SNP Depute Leader Keith Brown said that Labour has “let down” Scots and that Reform are trying to “stoke division” in Scotland.

He said: “This poll is proof of what we already know: the SNP has momentum and the Labour Party has lost this by-election. 

“After ten months of failure and broken promises, voters know that the Labour Party can't be trusted, and see Farage's party as the threat that it is.

“In government, Labour has taken away the Winter Fuel Payment, cut £5 billion of support for disabled people and watched on as energy bills rose by £150.” 

Brown added: “With an SNP government, the people of Hamilton, Larkhall and Stonehouse are getting action on what matters to them: bringing back the universal Winter Fuel Payment, record funding for our NHS and key costs lower with peak rail fares scrapped and lower income tax for the majority of taxpayers.

“The Labour Party has let you down and Farage is trying to stoke division.”

(Image: PA)

Patrick Harvie MSP said it is increasingly clear that trying to build a better Scotland within the UK is like “swimming against the tide”.

He said: “You only need to look across the Atlantic to Trump’s America to see what a catastrophe Farage in Downing Street would be. He’s made no secret of his admiration for Trump and his disastrous presidency.
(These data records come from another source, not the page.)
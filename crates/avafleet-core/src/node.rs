use anyhow::{Result, bail};
use serde::{Deserialize, Serialize};

/// Where a node's machine lives.
#[derive(Debug, Clone, Copy, PartialEq, Eq, Hash, PartialOrd, Ord, Serialize, Deserialize)]
#[serde(rename_all = "snake_case")]
pub enum CloudService {
    Aws,
    Gcp,
    /// Local process or an imported host without cloud access.
    None,
}

impl std::fmt::Display for CloudService {
    fn fmt(&self, f: &mut std::fmt::Formatter<'_>) -> std::fmt::Result {
        match self {
            Self::Aws => write!(f, "aws"),
            Self::Gcp => write!(f, "gcp"),
            Self::None => write!(f, "none"),
        }
    }
}

/// What a node does in its cluster.
#[derive(Debug, Clone, Copy, Default, PartialEq, Eq, Serialize, Deserialize)]
#[serde(rename_all = "snake_case")]
pub enum NodeRole {
    #[default]
    Validator,
    Api,
    Monitor,
    LoadTest,
}

impl std::fmt::Display for NodeRole {
    fn fmt(&self, f: &mut std::fmt::Formatter<'_>) -> std::fmt::Result {
        match self {
            Self::Validator => write!(f, "validator"),
            Self::Api => write!(f, "api"),
            Self::Monitor => write!(f, "monitor"),
            Self::LoadTest => write!(f, "loadtest"),
        }
    }
}

/// Persisted per-node record, stored at nodes/<id>/node_cloud_config.json.
#[derive(Debug, Clone, PartialEq, Eq, Serialize, Deserialize)]
pub struct NodeConfig {
    #[serde(rename = "nodeID")]
    pub node_id: String,
    #[serde(rename = "cloudService")]
    pub cloud_service: CloudService,
    pub region: String,
    #[serde(rename = "instanceID")]
    pub instance_id: String,
    #[serde(rename = "elasticIP", default, skip_serializing_if = "Option::is_none")]
    pub elastic_ip: Option<String>,
    #[serde(rename = "securityGroup", default)]
    pub security_group: String,
    #[serde(default)]
    pub role: NodeRole,
    /// Cloud key pair name used at provisioning time.
    #[serde(rename = "keyPair", default, skip_serializing_if = "String::is_empty")]
    pub key_pair: String,
    /// Local path of the SSH private key for this node.
    #[serde(rename = "certPath", default, skip_serializing_if = "String::is_empty")]
    pub cert_path: String,
    /// Elastic (AWS) or static (GCP) address that must be released on teardown.
    #[serde(rename = "useStaticIP", default)]
    pub use_static_ip: bool,
    /// HTTP API port of a local node process.
    #[serde(rename = "httpPort", default, skip_serializing_if = "Option::is_none")]
    pub http_port: Option<u16>,
}

impl NodeConfig {
    /// Public address the gateway should reach, if the node has one.
    pub fn public_ip(&self) -> Option<&str> {
        self.elastic_ip.as_deref().filter(|ip| !ip.is_empty())
    }

    /// Copy safe to hand to another operator: no local key paths or cloud handles.
    pub fn redacted(&self) -> Self {
        Self {
            cert_path: String::new(),
            security_group: String::new(),
            key_pair: String::new(),
            ..self.clone()
        }
    }
}

pub const DEFAULT_SSH_USER: &str = "ubuntu";
pub const DEFAULT_API_PORT: u16 = 9650;

/// A reachable machine as seen by the remote execution gateway.
#[derive(Debug, Clone, PartialEq, Eq)]
pub struct Host {
    /// Inventory ID: `<cloud>_node_<instance id>`.
    pub node_id: String,
    pub ip: String,
    pub ssh_user: String,
    pub ssh_private_key_path: String,
    pub ssh_common_args: String,
    /// Port of the node's HTTP API as seen from the host itself.
    pub api_port: u16,
}

impl Host {
    /// The cloud instance ID behind this host.
    pub fn cloud_id(&self) -> String {
        match parse_inventory_id(&self.node_id) {
            Ok((_, id)) => id,
            Err(_) => self.node_id.clone(),
        }
    }

    /// A host that runs commands on this machine instead of over SSH.
    pub fn is_local(&self) -> bool {
        self.node_id.starts_with("local_node_")
    }
}

/// Build an inventory ID from a cloud service and instance ID.
pub fn inventory_id(cloud: CloudService, instance_id: &str) -> String {
    match cloud {
        CloudService::Aws => format!("aws_node_{}", instance_id),
        CloudService::Gcp => format!("gcp_node_{}", instance_id),
        CloudService::None => format!("local_node_{}", instance_id),
    }
}

/// Split an inventory ID back into cloud service and instance ID.
pub fn parse_inventory_id(id: &str) -> Result<(CloudService, String)> {
    for (prefix, cloud) in [
        ("aws_node_", CloudService::Aws),
        ("gcp_node_", CloudService::Gcp),
        ("local_node_", CloudService::None),
    ] {
        if let Some(rest) = id.strip_prefix(prefix) {
            if rest.is_empty() {
                bail!("Inventory ID {:?} has no instance part", id);
            }
            return Ok((cloud, rest.to_string()));
        }
    }
    bail!("Unknown inventory ID format: {:?}", id)
}

#[cfg(test)]
mod tests {
    use super::*;

    fn sample() -> NodeConfig {
        NodeConfig {
            node_id: "i-0abc".to_string(),
            cloud_service: CloudService::Aws,
            region: "us-east-1".to_string(),
            instance_id: "i-0abc".to_string(),
            elastic_ip: Some("3.4.5.6".to_string()),
            security_group: "avafleet-us-east-1".to_string(),
            role: NodeRole::Validator,
            key_pair: "kp".to_string(),
            cert_path: "/home/op/.ssh/kp.pem".to_string(),
            use_static_ip: true,
            http_port: None,
        }
    }

    #[test]
    fn test_node_config_json_field_names() {
        let json = serde_json::to_value(sample()).unwrap();
        assert_eq!(json["nodeID"], "i-0abc");
        assert_eq!(json["cloudService"], "aws");
        assert_eq!(json["instanceID"], "i-0abc");
        assert_eq!(json["elasticIP"], "3.4.5.6");
        assert_eq!(json["securityGroup"], "avafleet-us-east-1");
        assert_eq!(json["role"], "validator");
    }

    #[test]
    fn test_node_config_minimal_json() {
        let json = r#"{"nodeID":"n1","cloudService":"gcp","region":"us-central1","instanceID":"n1"}"#;
        let node: NodeConfig = serde_json::from_str(json).unwrap();
        assert_eq!(node.role, NodeRole::Validator);
        assert!(node.public_ip().is_none());
        assert!(!node.use_static_ip);
    }

    #[test]
    fn test_redacted_hides_local_handles() {
        let node = sample().redacted();
        assert!(node.cert_path.is_empty());
        assert!(node.security_group.is_empty());
        assert!(node.key_pair.is_empty());
        assert_eq!(node.elastic_ip.as_deref(), Some("3.4.5.6"));
    }

    #[test]
    fn test_inventory_id_roundtrip() {
        let id = inventory_id(CloudService::Gcp, "node-7");
        assert_eq!(id, "gcp_node_node-7");
        let (cloud, instance) = parse_inventory_id(&id).unwrap();
        assert_eq!(cloud, CloudService::Gcp);
        assert_eq!(instance, "node-7");
    }

    #[test]
    fn test_parse_inventory_id_rejects_unknown() {
        assert!(parse_inventory_id("azure_node_x").is_err());
        assert!(parse_inventory_id("aws_node_").is_err());
    }
}
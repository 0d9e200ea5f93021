use anyhow::{Context, Result};
use serde::Serialize;
use tabled::Tabled;
use tabled::settings::Style;

/// Output format for command results.
#[derive(Debug, Clone, Copy, PartialEq, Eq, Default)]
pub enum OutputFormat {
    #[default]
    Table,
    Json,
    Yaml,
}

impl OutputFormat {
    /// Parse from CLI string argument. Unknown values fall back to a table.
    pub fn from_str_arg(s: &str) -> Self {
        match s.to_lowercase().as_str() {
            "json" => Self::Json,
            "yaml" | "yml" => Self::Yaml,
            _ => Self::Table,
        }
    }
}

/// Format rows as a table, JSON array, or YAML sequence.
pub fn format_list<T: Serialize + Tabled>(items: &[T], format: OutputFormat) -> Result<String> {
    match format {
        OutputFormat::Table if items.is_empty() => Ok("(none)".to_string()),
        OutputFormat::Table => Ok(tabled::Table::new(items).with(Style::rounded()).to_string()),
        OutputFormat::Json => serde_json::to_string_pretty(items).context("Failed to render JSON"),
        OutputFormat::Yaml => serde_yaml::to_string(items).context("Failed to render YAML"),
    }
}

pub fn render_list<T: Serialize + Tabled>(items: &[T], format: OutputFormat) -> Result<()> {
    println!("{}", format_list(items, format)?);
    Ok(())
}

pub fn render_one<T: Serialize + Tabled>(item: &T, format: OutputFormat) -> Result<()> {
    match format {
        OutputFormat::Table => render_list(std::slice::from_ref(item), format),
        OutputFormat::Json => {
            println!("{}", serde_json::to_string_pretty(item).context("Failed to render JSON")?);
            Ok(())
        }
        OutputFormat::Yaml => {
            println!("{}", serde_yaml::to_string(item).context("Failed to render YAML")?);
            Ok(())
        }
    }
}

#[cfg(test)]
mod tests {
    use super::*;

    #[derive(Serialize, Tabled)]
    struct Row {
        name: String,
        count: u32,
    }

    fn rows() -> Vec<Row> {
        vec![
            Row {
                name: "a".to_string(),
                count: 1,
            },
            Row {
                name: "b".to_string(),
                count: 2,
            },
        ]
    }

    #[test]
    fn test_output_format_from_str() {
        assert_eq!(OutputFormat::from_str_arg("json"), OutputFormat::Json);
        assert_eq!(OutputFormat::from_str_arg("YAML"), OutputFormat::Yaml);
        assert_eq!(OutputFormat::from_str_arg("yml"), OutputFormat::Yaml);
        assert_eq!(OutputFormat::from_str_arg("table"), OutputFormat::Table);
        assert_eq!(OutputFormat::from_str_arg("anything"), OutputFormat::Table);
    }

    #[test]
    fn test_format_list_json() {
        let out = format_list(&rows(), OutputFormat::Json).unwrap();
        let parsed: serde_json::Value = serde_json::from_str(&out).unwrap();
        assert_eq!(parsed[1]["name"], "b");
    }

    #[test]
    fn test_format_list_yaml() {
        let out = format_list(&rows(), OutputFormat::Yaml).unwrap();
        assert!(out.contains("name: a"));
        assert!(out.contains("count: 2"));
    }

    #[test]
    fn test_format_list_table() {
        let out = format_list(&rows(), OutputFormat::Table).unwrap();
        assert!(out.contains("name"));
        assert!(out.contains("b"));
    }

    #[test]
    fn test_format_empty_table() {
        let empty: Vec<Row> = Vec::new();
        assert_eq!(format_list(&empty, OutputFormat::Table).unwrap(), "(none)");
    }
}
“The irreversible damage it would do to our public services, the abandonment of science based climate policy, the further enrichment of the already super rich at the expense of everyone else, and the degradation of our institutions as minority communities are attacked and scapegoated.

“It’s increasingly clear that trying to build a fairer, greener Scotland within the UK is swimming against the tide. With the powers of a normal independent European country we could do so much more.”